* _Data provided_
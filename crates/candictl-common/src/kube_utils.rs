//! Shared Kubernetes helpers using kube-rs

use std::future::Future;
use std::path::Path;
use std::time::{Duration, Instant};

use kube::api::{Patch, PatchParams, PostParams};
use kube::config::{KubeConfigOptions, Kubeconfig};
use kube::discovery::ApiResource;
use kube::{Api, Client, Config, Resource};
use serde::de::DeserializeOwned;
use serde::Serialize;
use tokio_util::sync::CancellationToken;
use tracing::trace;

use crate::{Error, Result};

/// Default connection timeout for kube clients
pub const DEFAULT_CONNECT_TIMEOUT: Duration = Duration::from_secs(10);
/// Default read timeout for kube clients
pub const DEFAULT_READ_TIMEOUT: Duration = Duration::from_secs(60);

/// 404 from the API server
pub fn is_not_found(err: &kube::Error) -> bool {
    matches!(err, kube::Error::Api(e) if e.code == 404)
}

/// 409 from the API server
pub fn is_already_exists(err: &kube::Error) -> bool {
    matches!(err, kube::Error::Api(e) if e.code == 409)
}

/// Create a kube client from an optional kubeconfig path
pub async fn create_client(kubeconfig: Option<&Path>) -> Result<Client> {
    let mut config = match kubeconfig {
        Some(path) => {
            let kubeconfig = Kubeconfig::read_from(path).map_err(|e| {
                Error::internal_with_context(
                    "create_client",
                    format!("failed to read kubeconfig: {}", e),
                )
            })?;
            Config::from_custom_kubeconfig(kubeconfig, &KubeConfigOptions::default())
                .await
                .map_err(|e| {
                    Error::internal_with_context(
                        "create_client",
                        format!("failed to load kubeconfig: {}", e),
                    )
                })?
        }
        None => Config::infer().await.map_err(|e| {
            Error::internal_with_context("create_client", format!("failed to infer config: {}", e))
        })?,
    };
    config.connect_timeout = Some(DEFAULT_CONNECT_TIMEOUT);
    config.read_timeout = Some(DEFAULT_READ_TIMEOUT);
    Client::try_from(config).map_err(|e| {
        Error::internal_with_context("create_client", format!("failed to create client: {}", e))
    })
}

/// Create a kube client talking plain HTTP to a local `kubectl proxy` port
pub fn create_proxy_client(local_port: u16) -> Result<Client> {
    let url = format!("http://127.0.0.1:{}", local_port);
    let mut config = Config::new(url.parse().map_err(|e| {
        Error::internal_with_context("create_proxy_client", format!("invalid url {}: {}", url, e))
    })?);
    config.connect_timeout = Some(DEFAULT_CONNECT_TIMEOUT);
    config.read_timeout = Some(DEFAULT_READ_TIMEOUT);
    Client::try_from(config).map_err(|e| {
        Error::internal_with_context(
            "create_proxy_client",
            format!("failed to create client: {}", e),
        )
    })
}

/// Parse apiVersion into (group, version)
///
/// ```
/// use candictl_common::kube_utils::parse_api_version;
///
/// assert_eq!(parse_api_version("deckhouse.io/v1alpha1"), ("deckhouse.io".to_string(), "v1alpha1".to_string()));
/// assert_eq!(parse_api_version("v1"), (String::new(), "v1".to_string()));
/// ```
pub fn parse_api_version(api_version: &str) -> (String, String) {
    match api_version.split_once('/') {
        Some((group, version)) => (group.to_string(), version.to_string()),
        None => (String::new(), api_version.to_string()),
    }
}

/// Lowercase plural resource name for a kind
pub fn pluralize_kind(kind: &str) -> String {
    let lower = kind.to_lowercase();
    if lower.ends_with('s') || lower.ends_with("sh") || lower.ends_with("ch") {
        format!("{}es", lower)
    } else if let Some(stem) = lower.strip_suffix('y') {
        if stem.ends_with(['a', 'e', 'i', 'o', 'u']) {
            format!("{}s", lower)
        } else {
            format!("{}ies", stem)
        }
    } else {
        format!("{}s", lower)
    }
}

/// Build an `ApiResource` from an apiVersion and kind
pub fn build_api_resource(api_version: &str, kind: &str) -> ApiResource {
    let (group, version) = parse_api_version(api_version);
    ApiResource {
        group,
        version,
        kind: kind.to_string(),
        api_version: api_version.to_string(),
        plural: pluralize_kind(kind),
    }
}

/// Create `obj`, merge-patching it in place when it already exists
pub async fn create_or_merge<K>(api: &Api<K>, obj: &K) -> std::result::Result<(), kube::Error>
where
    K: Resource + Clone + Serialize + DeserializeOwned + std::fmt::Debug,
{
    match api.create(&PostParams::default(), obj).await {
        Ok(_) => Ok(()),
        Err(e) if is_already_exists(&e) => {
            let name = obj.meta().name.clone().unwrap_or_default();
            trace!(name = %name, "Object exists, merge-patching");
            api.patch(&name, &PatchParams::default(), &Patch::Merge(obj))
                .await?;
            Ok(())
        }
        Err(e) => Err(e),
    }
}

/// Poll `check_fn` until it returns true, the timeout passes or `cancel` trips.
///
/// Errors from `check_fn` are treated as "not yet".
pub async fn poll_until<F, Fut>(
    timeout: Duration,
    poll_interval: Duration,
    timeout_msg: impl Into<String>,
    cancel: &CancellationToken,
    mut check_fn: F,
) -> Result<()>
where
    F: FnMut() -> Fut,
    Fut: Future<Output = Result<bool>>,
{
    let start = Instant::now();
    let timeout_msg = timeout_msg.into();

    loop {
        if cancel.is_cancelled() {
            return Err(Error::loop_cancelled(timeout_msg));
        }
        if start.elapsed() > timeout {
            return Err(Error::node_not_ready(timeout_msg));
        }

        match check_fn().await {
            Ok(true) => return Ok(()),
            Ok(false) => trace!("Polling condition not yet met, retrying..."),
            Err(e) => trace!("Polling check returned error (retrying): {}", e),
        }

        tokio::select! {
            _ = cancel.cancelled() => return Err(Error::loop_cancelled(timeout_msg)),
            _ = tokio::time::sleep(poll_interval) => {}
        }
    }
}

#[cfg(test)]
mod tests {
    use super::*;
    use std::sync::atomic::{AtomicU32, Ordering};
    use std::sync::Arc;

    #[test]
    fn test_pluralize_kind() {
        assert_eq!(pluralize_kind("NodeGroup"), "nodegroups");
        assert_eq!(pluralize_kind("MachineDeployment"), "machinedeployments");
        assert_eq!(pluralize_kind("StorageClass"), "storageclasses");
        assert_eq!(pluralize_kind("NetworkPolicy"), "networkpolicies");
        assert_eq!(pluralize_kind("Gateway"), "gateways");
    }

    #[test]
    fn test_build_api_resource() {
        let ar = build_api_resource("deckhouse.io/v1alpha1", "NodeGroup");
        assert_eq!(ar.group, "deckhouse.io");
        assert_eq!(ar.version, "v1alpha1");
        assert_eq!(ar.plural, "nodegroups");
    }

    #[tokio::test]
    async fn test_poll_until_succeeds() {
        let count = Arc::new(AtomicU32::new(0));
        let c = count.clone();
        poll_until(
            Duration::from_secs(5),
            Duration::from_millis(1),
            "never",
            &CancellationToken::new(),
            || {
                let c = c.clone();
                async move { Ok(c.fetch_add(1, Ordering::SeqCst) >= 2) }
            },
        )
        .await
        .unwrap();
        assert_eq!(count.load(Ordering::SeqCst), 3);
    }

    #[tokio::test]
    async fn test_poll_until_times_out() {
        let result = poll_until(
            Duration::from_millis(20),
            Duration::from_millis(5),
            "deployment not ready",
            &CancellationToken::new(),
            || async { Ok(false) },
        )
        .await;
        assert!(matches!(result, Err(Error::NodeNotReady { .. })));
    }
}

* _Exercise_
The entries above are to be retyped exactly.

* _Answer to this exercise_
filename crates/candictl-common/src/kube_utils.rs
//! Shared Kubernetes helpers using kube-rs

use std::future::Future;
use std::path::Path;
use std::time::{Duration, Instant};

use kube::api::{Patch, PatchParams, PostParams};
use kube::config::{KubeConfigOptions, Kubeconfig};
use kube::discovery::ApiResource;
use kube::{Api, Client, Config, Resource};
use serde::de::DeserializeOwned;
use serde::Serialize;
use tokio_util::sync::CancellationToken;
use tracing::trace;

use crate::{Error, Result};

/// Default connection timeout for kube clients
pub const DEFAULT_CONNECT_TIMEOUT: Duration = Duration::from_secs(10);
/// Default read timeout for kube clients
pub const DEFAULT_READ_TIMEOUT: Duration = Duration::from_secs(60);

/// 404 from the API server
pub fn is_not_found(err: &kube::Error) -> bool {
    matches!(err, kube::Error::Api(e) if e.code == 404)
}

/// 409 from the API server
pub fn is_already_exists(err: &kube::Error) -> bool {
    matches!(err, kube::Error::Api(e) if e.code == 409)
}

/// Create a kube client from an optional kubeconfig path
pub async fn create_client(kubeconfig: Option<&Path>) -> Result<Client> {
    let mut config = match kubeconfig {
        Some(path) => {
            let kubeconfig = Kubeconfig::read_from(path).map_err(|e| {
                Error::internal_with_context(
                    "create_client",
                    format!("failed to read kubeconfig: {}", e),
                )
            })?;
            Config::from_custom_kubeconfig(kubeconfig, &KubeConfigOptions::default())
                .await
                .map_err(|e| {
                    Error::internal_with_context(
                        "create_client",
                        format!("failed to load kubeconfig: {}", e),
                    )
                })?
        }
        None => Config::infer().await.map_err(|e| {
            Error::internal_with_context("create_client", format!("failed to infer config: {}", e))
        })?,
    };
    config.connect_timeout = Some(DEFAULT_CONNECT_TIMEOUT);
    config.read_timeout = Some(DEFAULT_READ_TIMEOUT);
    Client::try_from(config).map_err(|e| {
        Error::internal_with_context("create_client", format!("failed to create client: {}", e))
    })
}

/// Create a kube client talking plain HTTP to a local `kubectl proxy` port
pub fn create_proxy_client(local_port: u16) -> Result<Client> {
    let url = format!("http://127.0.0.1:{}", local_port);
    let mut config = Config::new(url.parse().map_err(|e| {
        Error::internal_with_context("create_proxy_client", format!("invalid url {}: {}", url, e))
    })?);
    config.connect_timeout = Some(DEFAULT_CONNECT_TIMEOUT);
    config.read_timeout = Some(DEFAULT_READ_TIMEOUT);
    Client::try_from(config).map_err(|e| {
        Error::internal_with_context(
            "create_proxy_client",
            format!("failed to create client: {}", e),
        )
    })
}

/// Parse apiVersion into (group, version)
///
/// ```
/// use candictl_common::kube_utils::parse_api_version;
///
/// assert_eq!(parse_api_version("deckhouse.io/v1alpha1"), ("deckhouse.io".to_string(), "v1alpha1".to_string()));
/// assert_eq!(parse_api_version("v1"), (String::new(), "v1".to_string()));
/// ```
pub fn parse_api_version(api_version: &str) -> (String, String) {
    match api_version.split_once('/') {
        Some((group, version)) => (group.to_string(), version.to_string()),
        None => (String::new(), api_version.to_string()),
    }
}

/// Lowercase plural resource name for a kind
pub fn pluralize_kind(kind: &str) -> String {
    let lower = kind.to_lowercase();
    if lower.ends_with('s') || lower.ends_with("sh") || lower.ends_with("ch") {
        format!("{}es", lower)
    } else if let Some(stem) = lower.strip_suffix('y') {
        if stem.ends_with(['a', 'e', 'i', 'o', 'u']) {
            format!("{}s", lower)
        } else {
            format!("{}ies", stem)
        }
    } else {
        format!("{}s", lower)
    }
}

/// Build an `ApiResource` from an apiVersion and kind
pub fn build_api_resource(api_version: &str, kind: &str) -> ApiResource {
    let (group, version) = parse_api_version(api_version);
    ApiResource {
        group,
        version,
        kind: kind.to_string(),
        api_version: api_version.to_string(),
        plural: pluralize_kind(kind),
    }
}

/// Create `obj`, merge-patching it in place when it already exists
pub async fn create_or_merge<K>(api: &Api<K>, obj: &K) -> std::result::Result<(), kube::Error>
where
    K: Resource + Clone + Serialize + DeserializeOwned + std::fmt::Debug,
{
    match api.create(&PostParams::default(), obj).await {
        Ok(_) => Ok(()),
        Err(e) if is_already_exists(&e) => {
            let name = obj.meta().name.clone().unwrap_or_default();
            trace!(name = %name, "Object exists, merge-patching");
            api.patch(&name, &PatchParams::default(), &Patch::Merge(obj))
                .await?;
            Ok(())
        }
        Err(e) => Err(e),
    }
}

/// Poll `check_fn` until it returns true, the timeout passes or `cancel` trips.
///
/// Errors from `check_fn` are treated as "not yet".
pub async fn poll_until<F, Fut>(
    timeout: Duration,
    poll_interval: Duration,
    timeout_msg: impl Into<String>,
    cancel: &CancellationToken,
    mut check_fn: F,
) -> Result<()>
where
    F: FnMut() -> Fut,
    Fut: Future<Output = Result<bool>>,
{
    let start = Instant::now();
    let timeout_msg = timeout_msg.into();

    loop {
        if cancel.is_cancelled() {
            return Err(Error::loop_cancelled(timeout_msg));
        }
        if start.elapsed() > timeout {
            return Err(Error::node_not_ready(timeout_msg));
        }

        match check_fn().await {
            Ok(true) => return Ok(()),
            Ok(false) => trace!("Polling condition not yet met, retrying..."),
            Err(e) => trace!("Polling check returned error (retrying): {}", e),
        }

        tokio::select! {
            _ = cancel.cancelled() => return Err(Error::loop_cancelled(timeout_msg)),
            _ = tokio::time::sleep(poll_interval) => {}
        }
    }
}

#[cfg(test)]
mod tests {
    use super::*;
    use std::sync::atomic::{AtomicU32, Ordering};
    use std::sync::Arc;

    #[test]
    fn test_pluralize_kind() {
        assert_eq!(pluralize_kind("NodeGroup"), "nodegroups");
        assert_eq!(pluralize_kind("MachineDeployment"), "machinedeployments");
        assert_eq!(pluralize_kind("StorageClass"), "storageclasses");
        assert_eq!(pluralize_kind("NetworkPolicy"), "networkpolicies");
        assert_eq!(pluralize_kind("Gateway"), "gateways");
    }

    #[test]
    fn test_build_api_resource() {
        let ar = build_api_resource("deckhouse.io/v1alpha1", "NodeGroup");
        assert_eq!(ar.group, "deckhouse.io");
        assert_eq!(ar.version, "v1alpha1");
        assert_eq!(ar.plural, "nodegroups");
    }

    #[tokio::test]
    async fn test_poll_until_succeeds() {
        let count = Arc::new(AtomicU32::new(0));
        let c = count.clone();
        poll_until(
            Duration::from_secs(5),
            Duration::from_millis(1),
            "never",
            &CancellationToken::new(),
            || {
                let c = c.clone();
                async move { Ok(c.fetch_add(1, Ordering::SeqCst) >= 2) }
            },
        )
        .await
        .unwrap();
        assert_eq!(count.load(Ordering::SeqCst), 3);
    }

    #[tokio::test]
    async fn test_poll_until_times_out() {
        let result = poll_until(
            Duration::from_millis(20),
            Duration::from_millis(5),
            "deployment not ready",
            &CancellationToken::new(),
            || async { Ok(false) },
        )
        .await;
        assert!(matches!(result, Err(Error::NodeNotReady { .. })));
    }
}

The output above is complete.